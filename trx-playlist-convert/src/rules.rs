// Copyright (c) The trx-playlist Contributors
// SPDX-License-Identifier: MIT OR Apache-2.0

//! The playlist rule tree.
//!
//! A playlist selects tests through nested rules: an `All` rule is the conjunction of its
//! children, an `Any` rule their disjunction, and a property is a condition on one attribute of a
//! test. A test is selected if it satisfies at least one path from the root to a `DisplayName`
//! property.

use crate::{
    errors::{NoFailures, SerializeError},
    hierarchy::{ClassGroup, FailedTest, TestHierarchy},
    serialize::{SerializeOptions, serialize_tree},
};
use serde::{Deserialize, Serialize};
use std::{fmt, io};

/// The name of a property condition.
#[derive(Clone, Copy, Debug, Eq, PartialEq, Hash)]
pub enum PropertyName {
    /// The solution. Written without a value, so it matches every test.
    Solution,
    /// The test project.
    Project,
    /// The namespace.
    Namespace,
    /// The unqualified class name.
    Class,
    /// The fully qualified method name.
    TestWithNormalizedFullyQualifiedName,
    /// The display name.
    DisplayName,
}

impl PropertyName {
    /// Returns the name as written in the playlist.
    pub fn as_str(self) -> &'static str {
        match self {
            Self::Solution => "Solution",
            Self::Project => "Project",
            Self::Namespace => "Namespace",
            Self::Class => "Class",
            Self::TestWithNormalizedFullyQualifiedName => "TestWithNormalizedFullyQualifiedName",
            Self::DisplayName => "DisplayName",
        }
    }
}

impl fmt::Display for PropertyName {
    fn fmt(&self, f: &mut fmt::Formatter<'_>) -> fmt::Result {
        f.write_str(self.as_str())
    }
}

/// A property condition: a name and an optional value.
#[derive(Clone, Debug, Eq, PartialEq)]
pub struct Property {
    name: PropertyName,
    value: Option<String>,
}

impl Property {
    /// Returns the name of this property.
    pub fn name(&self) -> PropertyName {
        self.name
    }

    /// Returns the value of this property, if any.
    pub fn value(&self) -> Option<&str> {
        self.value.as_deref()
    }

    /// Returns true if the test satisfies this condition. Properties without a value match
    /// everything.
    pub fn matches(&self, test: &TestProperties<'_>) -> bool {
        match &self.value {
            Some(value) => test.get(self.name) == Some(value.as_str()),
            None => true,
        }
    }
}

/// A node of the rule tree.
#[derive(Clone, Debug, Eq, PartialEq)]
pub enum RuleNode {
    /// Matches if any child matches.
    Any(Vec<RuleNode>),
    /// Matches if every child matches.
    All(Vec<RuleNode>),
    /// A single condition.
    Property(Property),
}

impl RuleNode {
    /// Creates an `Any` rule.
    pub fn any(children: impl IntoIterator<Item = RuleNode>) -> Self {
        Self::Any(children.into_iter().collect())
    }

    /// Creates an `All` rule.
    pub fn all(children: impl IntoIterator<Item = RuleNode>) -> Self {
        Self::All(children.into_iter().collect())
    }

    /// Creates a property condition with a value.
    pub fn property(name: PropertyName, value: impl Into<String>) -> Self {
        Self::Property(Property {
            name,
            value: Some(value.into()),
        })
    }

    /// Creates a property condition without a value.
    pub fn flag(name: PropertyName) -> Self {
        Self::Property(Property { name, value: None })
    }

    /// Returns the property if this node is one.
    pub fn as_property(&self) -> Option<&Property> {
        match self {
            Self::Property(property) => Some(property),
            Self::Any(_) | Self::All(_) => None,
        }
    }

    /// Returns true if this node selects the given test.
    pub fn selects(&self, test: &TestProperties<'_>) -> bool {
        match self {
            Self::Any(children) => children.iter().any(|child| child.selects(test)),
            Self::All(children) => children.iter().all(|child| child.selects(test)),
            Self::Property(property) => property.matches(test),
        }
    }
}

/// The attributes of a test that property conditions are evaluated against.
#[derive(Clone, Copy, Debug, Eq, PartialEq)]
pub struct TestProperties<'a> {
    /// The test project.
    pub project: &'a str,
    /// The namespace.
    pub namespace: &'a str,
    /// The unqualified class name.
    pub class: &'a str,
    /// The fully qualified method name.
    pub fully_qualified_name: &'a str,
    /// The display name.
    pub display_name: &'a str,
}

impl<'a> TestProperties<'a> {
    /// Returns the properties of a failed test.
    pub fn of(test: &'a FailedTest) -> Self {
        Self {
            project: test.key().project(),
            namespace: test.key().namespace(),
            class: test.key().short_class_name(),
            fully_qualified_name: test.fully_qualified_name(),
            display_name: test.display_name(),
        }
    }

    fn get(&self, name: PropertyName) -> Option<&'a str> {
        match name {
            PropertyName::Solution => None,
            PropertyName::Project => Some(self.project),
            PropertyName::Namespace => Some(self.namespace),
            PropertyName::Class => Some(self.class),
            PropertyName::TestWithNormalizedFullyQualifiedName => Some(self.fully_qualified_name),
            PropertyName::DisplayName => Some(self.display_name),
        }
    }
}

• Exercise:
Across the listing above, count the lines that contain the string "collect" and report the figure alone.

• Answer box:
2